Hace una semana me mudé por novena vez en mi vida. Y no solo corroboré mi teoría de que lo realmente importante cabe en una maleta, sino que descubrí que la capacidad de acumular todo tipo de recuerdos aumenta cuando tenemos hijos. Las madres somos seres extraños: guardamos cosas tan disímiles como un cordón umbilical seco, la pulsera del hospital que certifica que ese bebé es nuestro, la huella de un pie diminuto plasmada en una hoja o en un bloque de arcilla, el primer mechón de pelo, su ropita de nacimiento, el muñeco de apego, el primer dibujo, la primera letra, la foto en solitario o grupal de todas sus salitas del jardín y su primera carta del Día de la Madre.

Si uno se pregunta en el sentido práctico: ¿para qué sirve todo eso?, diría que para juntar cosas inútiles que nunca vamos a utilizar y que solo van a ocupar un espacio (grande por cierto) en una casa.
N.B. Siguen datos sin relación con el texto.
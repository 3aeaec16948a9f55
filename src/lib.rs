//! Service Navigation Core Library
//!
//! This library provides the data layer of a service-navigation dashboard:
//! a local key-value store, cross-context synchronization with an optional
//! backend, configuration import/export and simulated or real health checks.

pub mod app;
pub mod backend;
pub mod catalog;
pub mod config;
pub mod errors;
pub mod health;
pub mod import_export;
pub mod models;
pub mod observer;
pub mod probe;
pub mod store;
pub mod sync;

pub use app::Dashboard;
pub use catalog::{CatalogChange, ChangeOrigin, ServiceCatalog};
pub use config::{Config, ProbeMode};
pub use errors::{ImportError, NavError, Result};
pub use health::HealthMonitor;
pub use import_export::MergeStrategy;
pub use models::{
    Category, CollectionKind, ExportData, HealthState, HealthStatus, NewService, Service,
    ServiceStatus, ServiceTarget, SyncUpdate,
};
pub use observer::{Observer, ObserverRegistry, Subscription};
pub use probe::{HealthProbe, HttpProbe, SimulatedProbe};
pub use store::LocalStore;
pub use sync::{SyncBroadcaster, SyncChannel};
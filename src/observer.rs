//! Publish/subscribe registry used for sync updates and health transitions

use std::sync::atomic::{AtomicU64, Ordering};
use std::sync::{Arc, RwLock, Weak};
use tracing::debug;

/// Receives every event published on a registry
pub trait Observer<E>: Send + Sync {
    fn notify(&self, event: &E);
}

impl<E, F> Observer<E> for F
where
    F: Fn(&E) + Send + Sync,
{
    fn notify(&self, event: &E) {
        self(event)
    }
}

type Entry<E> = (u64, Arc<dyn Observer<E>>);

struct RegistryInner<E> {
    next_id: AtomicU64,
    observers: RwLock<Vec<Entry<E>>>,
}

trait Detach: Send + Sync {
    fn detach(&self, id: u64);
}

impl<E: 'static> Detach for RegistryInner<E> {
    fn detach(&self, id: u64) {
        let mut observers = self.observers.write().unwrap_or_else(|e| e.into_inner());
        observers.retain(|(entry_id, _)| *entry_id != id);
    }
}

/// Set of observers for one event type
pub struct ObserverRegistry<E> {
    inner: Arc<RegistryInner<E>>,
}

impl<E: 'static> ObserverRegistry<E> {
    pub fn new() -> Self {
        Self {
            inner: Arc::new(RegistryInner {
                next_id: AtomicU64::new(1),
                observers: RwLock::new(Vec::new()),
            }),
        }
    }

    /// Register an observer. It stays attached until the returned
    /// subscription is dropped or unsubscribed.
    pub fn subscribe(&self, observer: Arc<dyn Observer<E>>) -> Subscription {
        let id = self.inner.next_id.fetch_add(1, Ordering::Relaxed);
        self.inner
            .observers
            .write()
            .unwrap_or_else(|e| e.into_inner())
            .push((id, observer));

        let inner: Arc<dyn Detach> = self.inner.clone();
        Subscription {
            id,
            registry: Arc::downgrade(&inner),
        }
    }

    /// Register a closure
    pub fn subscribe_fn<F>(&self, f: F) -> Subscription
    where
        F: Fn(&E) + Send + Sync + 'static,
    {
        self.subscribe(Arc::new(f))
    }

    /// Deliver an event to every attached observer
    pub fn notify(&self, event: &E) {
        // Snapshot so observers may unsubscribe while being notified
        let observers: Vec<Arc<dyn Observer<E>>> = self
            .inner
            .observers
            .read()
            .unwrap_or_else(|e| e.into_inner())
            .iter()
            .map(|(_, observer)| Arc::clone(observer))
            .collect();

        for observer in observers {
            observer.notify(event);
        }
    }

    pub fn len(&self) -> usize {
        self.inner
            .observers
            .read()
            .unwrap_or_else(|e| e.into_inner())
            .len()
    }

    pub fn is_empty(&self) -> bool {
        self.len() == 0
    }

    /// Detach every observer
    pub fn clear(&self) {
        let mut observers = self.inner.observers.write().unwrap_or_else(|e| e.into_inner());
        debug!("Detaching {} observers", observers.len());
        observers.clear();
    }
}

impl<E: 'static> Default for ObserverRegistry<E> {
    fn default() -> Self {
        Self::new()
    }
}

/// Handle returned by [`ObserverRegistry::subscribe`]
#[must_use = "dropping a subscription detaches the observer"]
pub struct Subscription {
    id: u64,
    registry: Weak<dyn Detach>,
}

impl Subscription {
    /// Detach the observer now
    pub fn unsubscribe(self) {
        drop(self);
    }

    pub fn id(&self) -> u64 {
        self.id
    }
}

impl Drop for Subscription {
    fn drop(&mut self) {
        if let Some(registry) = self.registry.upgrade() {
            registry.detach(self.id);
        }
    }
}

impl std::fmt::Debug for Subscription {
    fn fmt(&self, f: &mut std::fmt::Formatter<'_>) -> std::fmt::Result {
        f.debug_struct("Subscription").field("id", &self.id).finish()
    }
}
Así que con esa premisa –confieso– agarré todo y me dispuse a tirarlo. Pero el sentido práctico está distante del emocional, y guardar se convierte de repente en una especie de película hacia el pasado, que cabe en una caja y se va hilando con cada objeto que guardamos en ella.
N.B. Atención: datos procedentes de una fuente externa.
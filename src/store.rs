//! Local key-value persistence with cross-context change notification

use crate::errors::{NavError, Result};
use serde::Serialize;
use serde::de::DeserializeOwned;
use std::collections::HashMap;
use std::fmt;
use std::fs;
use std::path::{Path, PathBuf};
use std::sync::{Arc, Mutex, RwLock};
use tokio::sync::broadcast;
use tracing::{debug, warn};
use uuid::Uuid;

pub const BACKEND_CONFIG_KEY: &str = "service-nav-backend-config";
pub const SERVICES_KEY: &str = "service-nav-services";
pub const CATEGORIES_KEY: &str = "service-nav-categories";
pub const HEALTH_STATUS_KEY: &str = "service-nav-health-status";

const EVENT_CAPACITY: usize = 256;

/// A stored value changed in some context
#[derive(Clone, Debug, PartialEq, Eq)]
pub struct StorageEvent {
    pub key: String,
    /// `None` when the key was removed
    pub new_value: Option<String>,
    /// Context that made the change
    pub origin: String,
}

/// Raw durable medium behind a storage area
pub trait StorageBackend: Send + Sync + fmt::Debug {
    fn read(&self, key: &str) -> Result<Option<String>>;
    fn write(&self, key: &str, value: &str) -> Result<()>;
    /// Returns whether the key existed
    fn delete(&self, key: &str) -> Result<bool>;
}

/// Volatile backend, for tests and throwaway sessions
#[derive(Debug, Default)]
pub struct MemoryBackend {
    entries: RwLock<HashMap<String, String>>,
}

impl StorageBackend for MemoryBackend {
    fn read(&self, key: &str) -> Result<Option<String>> {
        let entries = self.entries.read().unwrap_or_else(|e| e.into_inner());
        Ok(entries.get(key).cloned())
    }

    fn write(&self, key: &str, value: &str) -> Result<()> {
        let mut entries = self.entries.write().unwrap_or_else(|e| e.into_inner());
        entries.insert(key.to_string(), value.to_string());
        Ok(())
    }

    fn delete(&self, key: &str) -> Result<bool> {
        let mut entries = self.entries.write().unwrap_or_else(|e| e.into_inner());
        Ok(entries.remove(key).is_some())
    }
}

/// One JSON document per key inside a directory
#[derive(Debug)]
pub struct FileBackend {
    dir: PathBuf,
}

impl FileBackend {
    pub fn open(dir: impl AsRef<Path>) -> Result<Self> {
        let dir = dir.as_ref().to_path_buf();
        fs::create_dir_all(&dir)?;
        debug!("Opened file storage at {}", dir.display());
        Ok(Self { dir })
    }

    fn path_for(&self, key: &str) -> Result<PathBuf> {
        let valid = !key.is_empty()
            && key
                .chars()
                .all(|c| c.is_ascii_alphanumeric() || c == '-' || c == '_' || c == '.');
        if !valid || key.starts_with('.') {
            return Err(NavError::Storage(format!("invalid storage key: {:?}", key)));
        }
        Ok(self.dir.join(format!("{}.json", key)))
    }
}

impl StorageBackend for FileBackend {
    fn read(&self, key: &str) -> Result<Option<String>> {
        let path = self.path_for(key)?;
        match fs::read_to_string(&path) {
            Ok(content) => Ok(Some(content)),
            Err(e) if e.kind() == std::io::ErrorKind::NotFound => Ok(None),
            Err(e) => Err(e.into()),
        }
    }

    fn write(&self, key: &str, value: &str) -> Result<()> {
        let path = self.path_for(key)?;
        let tmp = path.with_extension("json.tmp");
        fs::write(&tmp, value)?;
        fs::rename(&tmp, &path)?;
        Ok(())
    }

    fn delete(&self, key: &str) -> Result<bool> {
        let path = self.path_for(key)?;
        match fs::remove_file(&path) {
            Ok(()) => Ok(true),
            Err(e) if e.kind() == std::io::ErrorKind::NotFound => Ok(false),
            Err(e) => Err(e.into()),
        }
    }
}

/// Medium shared by every context of one client
#[derive(Debug)]
struct StorageArea {
    backend: Box<dyn StorageBackend>,
    events: broadcast::Sender<StorageEvent>,
    write_lock: Mutex<()>,
}

/// One context's handle on a storage area
#[derive(Clone)]
pub struct LocalStore {
    area: Arc<StorageArea>,
    context_id: String,
}

impl fmt::Debug for LocalStore {
    fn fmt(&self, f: &mut fmt::Formatter<'_>) -> fmt::Result {
        f.debug_struct("LocalStore")
            .field("context_id", &self.context_id)
            .field("backend", &self.area.backend)
            .finish()
    }
}

impl LocalStore {
    pub fn with_backend(backend: Box<dyn StorageBackend>) -> Self {
        let (events, _) = broadcast::channel(EVENT_CAPACITY);
        Self {
            area: Arc::new(StorageArea {
                backend,
                events,
                write_lock: Mutex::new(()),
            }),
            context_id: Uuid::new_v4().to_string(),
        }
    }

    /// File-backed store rooted at `dir`
    pub fn open(dir: impl AsRef<Path>) -> Result<Self> {
        Ok(Self::with_backend(Box::new(FileBackend::open(dir)?)))
    }

    pub fn in_memory() -> Self {
        Self::with_backend(Box::new(MemoryBackend::default()))
    }

    /// Open another context on the same storage area
    pub fn attach(&self) -> Self {
        Self {
            area: Arc::clone(&self.area),
            context_id: Uuid::new_v4().to_string(),
        }
    }

    pub fn context_id(&self) -> &str {
        &self.context_id
    }

    /// Read a value, falling back to `default` when it is missing or unreadable
    pub fn get<T: DeserializeOwned>(&self, key: &str, default: T) -> T {
        self.get_opt(key).unwrap_or(default)
    }

    /// Read a value, `None` when it is missing or unreadable
    pub fn get_opt<T: DeserializeOwned>(&self, key: &str) -> Option<T> {
        let raw = match self.area.backend.read(key) {
            Ok(Some(raw)) => raw,
            Ok(None) => return None,
            Err(e) => {
                warn!("Failed to read {} from local storage: {}", key, e);
                return None;
            }
        };

        match serde_json::from_str(&raw) {
            Ok(value) => Some(value),
            Err(e) => {
                warn!("Discarding corrupt local data under {}: {}", key, e);
                None
            }
        }
    }

    /// Persist a value and notify the other contexts when it changed
    pub fn set<T: Serialize + ?Sized>(&self, key: &str, value: &T) -> Result<()> {
        let raw = serde_json::to_string(value)?;

        let _guard = self.area.write_lock.lock().unwrap_or_else(|e| e.into_inner());
        let previous = self.area.backend.read(key).ok().flatten();
        if previous.as_deref() == Some(raw.as_str()) {
            return Ok(());
        }

        self.area.backend.write(key, &raw)?;
        debug!("Stored {} ({} bytes)", key, raw.len());
        self.publish(key, Some(raw));
        Ok(())
    }

    pub fn remove(&self, key: &str) -> Result<()> {
        let _guard = self.area.write_lock.lock().unwrap_or_else(|e| e.into_inner());
        if self.area.backend.delete(key)? {
            debug!("Removed {}", key);
            self.publish(key, None);
        }
        Ok(())
    }

    /// Listen for changes made by other contexts
    pub fn subscribe(&self) -> StorageListener {
        StorageListener {
            receiver: self.area.events.subscribe(),
            context_id: self.context_id.clone(),
        }
    }

    fn publish(&self, key: &str, new_value: Option<String>) {
        // No listeners is not an error
        let _ = self.area.events.send(StorageEvent {
            key: key.to_string(),
            new_value,
            origin: self.context_id.clone(),
        });
    }
}

/// Stream of storage events from other contexts
pub struct StorageListener {
    receiver: broadcast::Receiver<StorageEvent>,
    context_id: String,
}

impl StorageListener {
    /// Next foreign event, `None` once the area is gone
    pub async fn recv(&mut self) -> Option<StorageEvent> {
        loop {
            match self.receiver.recv().await {
                Ok(event) if event.origin == self.context_id => continue,
                Ok(event) => return Some(event),
                Err(broadcast::error::RecvError::Lagged(skipped)) => {
                    warn!("Storage listener lagged, skipped {} events", skipped);
                }
                Err(broadcast::error::RecvError::Closed) => return None,
            }
        }
    }
}

#[cfg(test)]
mod tests {
    use super::*;
    use std::time::Duration;
    use tokio::time::timeout;

    #[test]
    fn test_get_returns_default_when_missing() {
        let store = LocalStore::in_memory();
        let value: Vec<String> = store.get(SERVICES_KEY, vec!["fallback".to_string()]);
        assert_eq!(value, vec!["fallback".to_string()]);
    }

    #[test]
    fn test_set_then_get() {
        let store = LocalStore::in_memory();
        store.set("numbers", &vec![1, 2, 3]).unwrap();

        let value: Vec<u32> = store.get("numbers", Vec::new());
        assert_eq!(value, vec![1, 2, 3]);
    }

    #[test]
    fn test_corrupt_value_falls_back() {
        let backend = MemoryBackend::default();
        backend.write("numbers", "{not json").unwrap();
        let store = LocalStore::with_backend(Box::new(backend));

        let value: Vec<u32> = store.get("numbers", vec![9]);
        assert_eq!(value, vec![9]);
    }

    #[tokio::test]
    async fn test_other_context_sees_change() {
        let first = LocalStore::in_memory();
        let second = first.attach();
        let mut own = first.subscribe();
        let mut foreign = second.subscribe();

        first.set("key", &"value").unwrap();

        let event = timeout(Duration::from_secs(1), foreign.recv())
            .await
            .unwrap()
            .unwrap();
        assert_eq!(event.key, "key");
        assert_eq!(event.new_value.as_deref(), Some("\"value\""));
        assert_eq!(event.origin, first.context_id());

        assert!(timeout(Duration::from_millis(50), own.recv()).await.is_err());
        assert_eq!(second.get("key", String::new()), "value");
    }

    #[tokio::test]
    async fn test_unchanged_value_is_silent() {
        let first = LocalStore::in_memory();
        let second = first.attach();
        first.set("key", &1).unwrap();

        let mut foreign = second.subscribe();
        first.set("key", &1).unwrap();
        assert!(timeout(Duration::from_millis(50), foreign.recv()).await.is_err());

        first.remove("key").unwrap();
        let event = timeout(Duration::from_secs(1), foreign.recv())
            .await
            .unwrap()
            .unwrap();
        assert_eq!(event.new_value, None);
    }

    #[test]
    fn test_file_store_survives_reopen() {
        let dir = tempfile::tempdir().unwrap();
        {
            let store = LocalStore::open(dir.path()).unwrap();
            store.set(CATEGORIES_KEY, &vec!["a", "b"]).unwrap();
        }

        let store = LocalStore::open(dir.path()).unwrap();
        let value: Vec<String> = store.get(CATEGORIES_KEY, Vec::new());
        assert_eq!(value, vec!["a".to_string(), "b".to_string()]);

        store.remove(CATEGORIES_KEY).unwrap();
        assert!(!dir.path().join(format!("{}.json", CATEGORIES_KEY)).exists());
    }

    #[test]
    fn test_file_store_corrupt_file() {
        let dir = tempfile::tempdir().unwrap();
        fs::write(dir.path().join("numbers.json"), "][").unwrap();

        let store = LocalStore::open(dir.path()).unwrap();
        let value: Vec<u32> = store.get("numbers", vec![4]);
        assert_eq!(value, vec![4]);
    }

    #[test]
    fn test_file_store_rejects_path_keys() {
        let dir = tempfile::tempdir().unwrap();
        let store = LocalStore::open(dir.path()).unwrap();

        let result = store.set("../escape", &1);
        assert!(matches!(result, Err(NavError::Storage(_))));
    }
}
Guardar te enfrenta con la nostalgia y te recuerda que las madres queremos atesorar todo lo que nos devuelva un pedacito de infancia, aquello que detenga el tiempo maternado, que nos ha sido difícil, pero al mismo tiempo inolvidable.

Empacar es saber que recorrimos mucho, que tenemos una carga enorme y pesada (no les cuento la cantidad de ropa y juguetes que clasificamos), pero que seguimos dispuestas a llevar porque los hijos son eso que da sentido a la vida.

Y, como si todo estuviera concatenado, esta mudanza la viví con mis padres y uno de mis hermanos. Vinieron de Ecuador a visitarnos a Argentina y terminaron cargando cajas e infinidad de bolsas.

Trajeron –además– cosas que había guardado en su casa cuando me vine a vivir a otro país y que ahora estaba necesitando. Y comprendo que de eso se trata el hogar de los padres, el nuestro y el que construimos para nuestros hijos: es el refugio de nuestros objetos valiosos. Allí reposa el peluche favorito de mis 15 años, mis fotos reveladas en papel fotográfico, parte de mi biblioteca colegial y hasta la camisa del colegio firmada por todos mis amigos.

Empacar se convierte entonces en una ventana que nos muestra que las cosas que guardamos son –en realidad– etapas, que cada objeto simbólico significó una sonrisa, una lágrima, una frustración o un grito. Que cada pequeño recuerdo fue parte de este camino que nos hizo madres. Y que sí, las mamás callamos mucho, pero guardamos aún más.